Margaret Fix and Janet M. Coffman

Date: 
July 31, 2020

This report presents an overview of current and future supply and demand for California’s public health workforce. Public health professionals perform a wide range of services aimed at creating the conditions in which people can be healthy. Some public health professionals provide services to individuals, such as vaccination and education about healthy behaviors (e.g., education about the risks associated with consuming tobacco or alcohol). Others address community needs, such as investigating and treating outbreaks of communicable disease, providing access to nutritious foods and safe places to exercise, and enforcing safety standards in workplaces and sanitary standards in restaurants.1 Epidemiologists conduct research at a population level to identify risk factors and trends in the incidence and prevalence of disease. Still other public health professionals develop, implement and evaluate programs, systems and policies to improve health.

The COVID-19 pandemic has highlighted the importance of the public health workforce and revealed a critical need for reinvestment in it. For example, California needs to substantially increase the number of contact tracers working with people who test positive for COVID-19 and those with whom they have had close contact to
ensure that they have access to testing, medical care and other services that can reduce the spread of the virus.

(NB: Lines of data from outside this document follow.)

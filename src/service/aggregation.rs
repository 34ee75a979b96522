//! Aggregation parameter model and bucket-grid assembly
//!
//! An aggregation request groups records by zero or more dimensions, at
//! most one of which may be a time group (fixed bucket width over a
//! bounded window). The backend returns a sparse bucket-row stream; the
//! service reshapes it into a dense, gap-filled grid per distinct
//! combination of non-time group values, so charting callers always see
//! a complete time axis.

use std::collections::BTreeMap;

use serde_json::Value;

use crate::error::{Error, Result};
use crate::index::metadata::{IndexMetadata, DEFAULT_TIMESTAMP_PROPERTY};
use crate::index::Interval;
use crate::translate::{self, NativeAggregation, NativeFunction, NativeGroup, Term};
use crate::types::{cast_epoch_millis, RecordRow};

// ============================================================================
// Aggregation Functions
// ============================================================================

/// Per-bucket aggregation function
#[derive(Debug, Clone, Copy, PartialEq, Eq, Hash)]
pub enum AggregationFunction {
    /// Count of values
    Count,
    /// Sum of values
    Sum,
    /// Minimum value
    Min,
    /// Maximum value
    Max,
    /// Arithmetic mean
    Avg,
    /// Earliest value in the bucket
    First,
    /// Latest value in the bucket
    Last,
}

impl AggregationFunction {
    /// Native function id understood by the backend
    pub fn id(&self) -> &'static str {
        match self {
            AggregationFunction::Count => "value_count",
            AggregationFunction::Sum => "sum",
            AggregationFunction::Min => "min",
            AggregationFunction::Max => "max",
            AggregationFunction::Avg => "avg",
            AggregationFunction::First => "first",
            AggregationFunction::Last => "last",
        }
    }
}

/// One aggregated output column
#[derive(Debug, Clone, PartialEq)]
pub struct AggregationColumn {
    /// Function to apply
    pub function: AggregationFunction,
    /// Property the function runs over
    pub property: String,
    /// Output alias
    pub alias: String,
}

impl AggregationColumn {
    /// Create an output column
    pub fn new(
        function: AggregationFunction,
        property: impl Into<String>,
        alias: impl Into<String>,
    ) -> Self {
        Self {
            function,
            property: property.into(),
            alias: alias.into(),
        }
    }
}

// ============================================================================
// Grouping
// ============================================================================

/// Grouping on a record property
#[derive(Debug, Clone, PartialEq)]
pub struct Group {
    /// Property to group on
    pub property: String,
    /// Output alias carrying the group value
    pub alias: String,
}

impl Group {
    /// Create a property group
    pub fn new(property: impl Into<String>, alias: impl Into<String>) -> Self {
        Self {
            property: property.into(),
            alias: alias.into(),
        }
    }
}

/// Grouping into fixed-width time buckets
#[derive(Debug, Clone, PartialEq)]
pub struct TimeGroup {
    /// Timestamp property to bucket on; `None` resolves to the dataset's
    /// designated timestamp property at request build time
    pub property: Option<String>,
    /// Output alias carrying the bucket boundary
    pub alias: String,
    /// Bucket width
    pub interval: Interval,
}

impl TimeGroup {
    /// Create a time group over the dataset's designated timestamp property
    pub fn new(interval: Interval, alias: impl Into<String>) -> Self {
        Self {
            property: None,
            alias: alias.into(),
            interval,
        }
    }

    /// Create a time group over an explicit timestamp property
    pub fn of_property(
        property: impl Into<String>,
        interval: Interval,
        alias: impl Into<String>,
    ) -> Self {
        Self {
            property: Some(property.into()),
            alias: alias.into(),
            interval,
        }
    }
}

/// One grouping dimension of an aggregation request
#[derive(Debug, Clone, PartialEq)]
pub enum GroupBy {
    /// Bucket per distinct property value
    Property(Group),
    /// Fixed-width time buckets
    Time(TimeGroup),
}

// ============================================================================
// Aggregation Query Parameter
// ============================================================================

/// Aggregation request: window, groupings, output columns and limit
#[derive(Debug, Clone, PartialEq)]
pub struct AggregationQueryParam {
    /// Window start, epoch milliseconds, inclusive
    pub from: i64,
    /// Window end, epoch milliseconds, exclusive for bucket layout
    pub to: i64,
    /// Grouping dimensions; at most one may be a time group
    pub groups: Vec<GroupBy>,
    /// Output columns
    pub columns: Vec<AggregationColumn>,
    /// Result-count limit applied after grid assembly, `0` = unlimited
    pub limit: usize,
    /// Pre-aggregation filter terms
    pub filter: Vec<Term>,
}

impl AggregationQueryParam {
    /// Create a request over a time window
    pub fn of(from: i64, to: i64) -> Self {
        Self {
            from,
            to,
            groups: Vec::new(),
            columns: Vec::new(),
            limit: 0,
            filter: Vec::new(),
        }
    }

    /// Add a grouping dimension
    pub fn group_by(mut self, group: GroupBy) -> Self {
        self.groups.push(group);
        self
    }

    /// Add an output column
    pub fn agg(mut self, column: AggregationColumn) -> Self {
        self.columns.push(column);
        self
    }

    /// Add a pre-aggregation filter term
    pub fn filter(mut self, term: Term) -> Self {
        self.filter.push(term);
        self
    }

    /// Set the result-count limit
    pub fn limit(mut self, limit: usize) -> Self {
        self.limit = limit;
        self
    }

    /// The request's time group, if any
    pub fn time_group(&self) -> Option<&TimeGroup> {
        self.groups.iter().find_map(|group| match group {
            GroupBy::Time(tg) => Some(tg),
            GroupBy::Property(_) => None,
        })
    }

    /// Aliases of the non-time grouping dimensions
    pub fn property_group_aliases(&self) -> impl Iterator<Item = &str> {
        self.groups.iter().filter_map(|group| match group {
            GroupBy::Property(g) => Some(g.alias.as_str()),
            GroupBy::Time(_) => None,
        })
    }

    /// Validate the request before execution
    pub fn validate(&self) -> Result<()> {
        if self.from > self.to {
            return Err(Error::aggregation(format!(
                "window start {} is after end {}",
                self.from, self.to
            )));
        }
        if self.columns.is_empty() {
            return Err(Error::aggregation("at least one output column is required"));
        }
        let time_groups = self
            .groups
            .iter()
            .filter(|g| matches!(g, GroupBy::Time(_)))
            .count();
        if time_groups > 1 {
            return Err(Error::aggregation(
                "at most one time group is allowed per request",
            ));
        }
        Ok(())
    }

    /// Build the backend-native aggregation specification.
    ///
    /// The request window rides along as a range filter on the resolved
    /// timestamp property: the time group's explicit property when set,
    /// otherwise the dataset's designated one.
    pub fn to_native(&self, metadata: Option<&IndexMetadata>) -> NativeAggregation {
        let designated = metadata
            .map(|m| m.timestamp_property_id().to_string())
            .unwrap_or_else(|| DEFAULT_TIMESTAMP_PROPERTY.to_string());

        let mut terms = self.filter.clone();
        let timestamp_property = self
            .time_group()
            .and_then(|tg| tg.property.clone())
            .unwrap_or_else(|| designated.clone());
        terms.push(Term::btw(timestamp_property, self.from, self.to));

        let groups = self
            .groups
            .iter()
            .map(|group| match group {
                GroupBy::Property(g) => NativeGroup::Terms {
                    field: g.property.clone(),
                    alias: g.alias.clone(),
                },
                GroupBy::Time(tg) => NativeGroup::DateHistogram {
                    field: tg.property.clone().unwrap_or_else(|| designated.clone()),
                    alias: tg.alias.clone(),
                    interval: tg.interval,
                    extended_bounds: (self.from, self.to),
                },
            })
            .collect();

        let functions = self
            .columns
            .iter()
            .map(|column| NativeFunction {
                function: column.function,
                property: column.property.clone(),
                alias: column.alias.clone(),
            })
            .collect();

        NativeAggregation {
            query: translate::translate(&terms, metadata),
            groups,
            functions,
            limit: self.limit,
        }
    }
}

// ============================================================================
// Aggregation Output
// ============================================================================

/// One aggregated bucket: alias to value mapping
#[derive(Debug, Clone, PartialEq)]
pub struct AggregationData {
    values: RecordRow,
}

impl AggregationData {
    /// Wrap a raw bucket row
    pub fn of(values: RecordRow) -> Self {
        Self { values }
    }

    /// Get a value by alias
    pub fn get(&self, alias: &str) -> Option<&Value> {
        self.values.get(alias)
    }

    /// Get a value by alias, coerced to an integer
    pub fn get_i64(&self, alias: &str) -> Option<i64> {
        self.values.get(alias).and_then(cast_epoch_millis)
    }

    /// Get a value by alias, coerced to a float
    pub fn get_f64(&self, alias: &str) -> Option<f64> {
        self.values.get(alias).and_then(Value::as_f64)
    }

    /// The full alias-to-value mapping
    pub fn values(&self) -> &RecordRow {
        &self.values
    }
}

// ============================================================================
// Bucket Grids
// ============================================================================

/// Frozen, order-independent tuple of group values.
///
/// Keys the per-call grid map: canonical value encodings, sorted, so key
/// identity never depends on group declaration order or on a mutable
/// structure.
#[derive(Debug, Clone, PartialEq, Eq, Hash)]
pub struct GroupKey(Vec<String>);

impl GroupKey {
    /// Build a key from the row's values under the non-time group aliases
    pub fn from_row<'a>(row: &RecordRow, aliases: impl Iterator<Item = &'a str>) -> Self {
        let mut parts: Vec<String> = aliases
            .map(|alias| {
                row.get(alias)
                    .map(|value| value.to_string())
                    .unwrap_or_default()
            })
            .collect();
        parts.sort();
        Self(parts)
    }
}

/// Dense time-ordered bucket grid for one group-value combination
pub type BucketGrid = BTreeMap<i64, RecordRow>;

/// Prepare a dense grid of empty buckets spanning the request window.
///
/// Boundaries start at the window start and step by the time group's
/// width while strictly inside the window. Every bucket is pre-filled
/// with its own boundary under the time group's alias; that value stays
/// authoritative over whatever time a raw row later reports.
pub fn prepare_grid(param: &AggregationQueryParam, time_group: &TimeGroup) -> BucketGrid {
    let width = time_group.interval.as_millis().max(1);
    let mut grid = BucketGrid::new();
    let mut boundary = param.from;
    while boundary < param.to {
        let mut bucket = RecordRow::new();
        bucket.insert(time_group.alias.clone(), Value::Number(boundary.into()));
        grid.insert(boundary, bucket);
        boundary = match boundary.checked_add(width) {
            Some(next) => next,
            None => break,
        };
    }
    grid
}

/// Find the boundary of the prepared bucket enclosing `timestamp`.
///
/// Returns `None` when the timestamp falls outside every prepared
/// bucket's bounds; such rows are dropped silently rather than raised.
pub fn find_bucket(timestamp: i64, grid: &BucketGrid, width: i64) -> Option<i64> {
    let (&boundary, _) = grid.range(..=timestamp).next_back()?;
    (timestamp < boundary.saturating_add(width.max(1))).then_some(boundary)
}

/// Copy a raw row's aggregated fields into its enclosing bucket.
///
/// Every field except the time alias is copied; the bucket keeps its own
/// boundary as the authoritative time value.
pub fn merge_into_bucket(row: &RecordRow, bucket: &mut RecordRow, time_alias: &str) {
    for (key, value) in row {
        if key == time_alias || key == "_time" {
            continue;
        }
        bucket.insert(key.clone(), value.clone());
    }
}

/// Bucket timestamp reported by a raw aggregation row.
///
/// The backend reports it under `_time`; the time group's alias is the
/// fallback. Missing or unparseable values map to `0`.
pub fn row_time(row: &RecordRow, time_alias: &str) -> i64 {
    row.get("_time")
        .or_else(|| row.get(time_alias))
        .and_then(cast_epoch_millis)
        .unwrap_or(0)
}
//! Query execution and aggregation services

pub mod aggregation;
pub mod backend;
pub mod timeseries;

pub use aggregation::{
    AggregationColumn, AggregationData, AggregationFunction, AggregationQueryParam, Group, GroupBy,
    TimeGroup,
};
pub use backend::{MetadataRegistry, SearchBackend};
pub use timeseries::TimeSeriesService;
//! Calendar-aware partition step
//!
//! An [`Interval`] is the semantic width of one physical partition. Its
//! only job here is enumeration: producing every partition boundary
//! between two instants so the strategy can label each one.

use crate::error::{Error, Result};

const MILLIS_PER_DAY: i64 = 24 * 60 * 60 * 1000;
const MILLIS_PER_WEEK: i64 = 7 * MILLIS_PER_DAY;

/// Semantic duration of one partition
#[derive(Debug, Clone, Copy, PartialEq, Eq, Hash)]
pub enum Interval {
    /// Whole days
    Days(u32),
    /// Whole weeks
    Weeks(u32),
    /// Arbitrary fixed step in milliseconds
    Millis(i64),
}

impl Interval {
    /// One-day interval
    pub fn of_days(days: u32) -> Self {
        Interval::Days(days)
    }

    /// One-week interval
    pub fn of_weeks(weeks: u32) -> Self {
        Interval::Weeks(weeks)
    }

    /// Arbitrary millisecond step. Fails fast on a non-positive step.
    pub fn of_millis(millis: i64) -> Result<Self> {
        if millis <= 0 {
            return Err(Error::configuration(format!(
                "interval step must be positive, got {millis}"
            )));
        }
        Ok(Interval::Millis(millis))
    }

    /// Step width in milliseconds
    pub fn as_millis(&self) -> i64 {
        match self {
            Interval::Days(d) => i64::from(*d) * MILLIS_PER_DAY,
            Interval::Weeks(w) => i64::from(*w) * MILLIS_PER_WEEK,
            Interval::Millis(ms) => *ms,
        }
    }

    /// Enumerate ascending partition boundaries covering `[start, end]`,
    /// inclusive.
    ///
    /// Yields `start`, then every whole step up to `end`, and finally `end`
    /// itself when the last step falls short, so the partition containing
    /// `end` is always represented. A degenerate range (`start >= end`)
    /// yields exactly `[start]`.
    pub fn iterate(&self, start: i64, end: i64) -> Vec<i64> {
        let step = self.as_millis().max(1);
        if start >= end {
            return vec![start];
        }
        let mut boundaries = Vec::with_capacity(((end - start) / step + 2) as usize);
        let mut cursor = start;
        while cursor <= end {
            boundaries.push(cursor);
            cursor = match cursor.checked_add(step) {
                Some(next) => next,
                None => break,
            };
        }
        if *boundaries.last().unwrap_or(&start) < end {
            boundaries.push(end);
        }
        boundaries
    }
}

#[cfg(test)]
mod tests {
    use super::*;

    #[test]
    fn test_iterate_exact_steps() {
        let interval = Interval::of_millis(5).unwrap();
        assert_eq!(interval.iterate(0, 10), vec![0, 5, 10]);
    }

    #[test]
    fn test_iterate_includes_trailing_end() {
        let interval = Interval::of_millis(5).unwrap();
        assert_eq!(interval.iterate(0, 12), vec![0, 5, 10, 12]);
    }

    #[test]
    fn test_iterate_degenerate_range() {
        let interval = Interval::of_days(1);
        assert_eq!(interval.iterate(100, 100), vec![100]);
        assert_eq!(interval.iterate(100, 50), vec![100]);
    }

    #[test]
    fn test_iterate_is_strictly_ascending() {
        let interval = Interval::of_days(1);
        let boundaries = interval.iterate(0, 10 * 24 * 60 * 60 * 1000 + 7);
        assert!(boundaries.windows(2).all(|w| w[0] < w[1]));
        assert_eq!(boundaries.first(), Some(&0));
        assert_eq!(boundaries.last(), Some(&(10 * 24 * 60 * 60 * 1000 + 7)));
    }

    #[test]
    fn test_week_width() {
        assert_eq!(Interval::of_weeks(1).as_millis(), 7 * 24 * 60 * 60 * 1000);
    }

    #[test]
    fn test_non_positive_step_rejected() {
        assert!(Interval::of_millis(0).is_err());
        assert!(Interval::of_millis(-5).is_err());
    }
}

The public health workforce is usually defined in one of two ways. One definition encompasses all people who work for local, state or federal agencies that provide public health services, regardless of whether they have degrees in public health. The other definition includes all those who have bachelor’s, master’s or doctoral degrees in public health, regardless of whether they work for public health agencies. Neither definition is optimal. Many jobs for public health agencies do not require public health degrees, and many people with public health degrees do not work for organizations that provide public health services. For example, people with master’s degrees in public health who work for health systems or health plans.

Summary

  • No single source of data exists that encompasses all workers in the public health workforce.
  • The majority of employees of state and local health departments in the United States were female (79%) and non-Hispanic white (59%) in 2017.
  • Over one-fourth (27.78%) of employees of state and local public health departments in 2017 were older than 55 years.
  • Only 14% of state and local public health department employees in the United States had any public health degree in 2017,
  • Nationwide, the number of graduate degrees awarded in public health grew by 300% between 1992 and 2016.
  • Twenty-eight colleges and universities in California award bachelor’s, master’s or doctoral degrees in public health, including 4 schools of public health and 16 public health programs accredited by the Council on Education for Public Health (CEPH).
  • A survey of 36 local health departments and 41 state health agencies across the United States found that state health agencies most frequently reported high need for epidemiologists and laboratory workers, while local health departments reported high need for disease intervention specialists, nurses, and administrative support.
  • The COVID-19 pandemic is increasing demand for the public health workforce.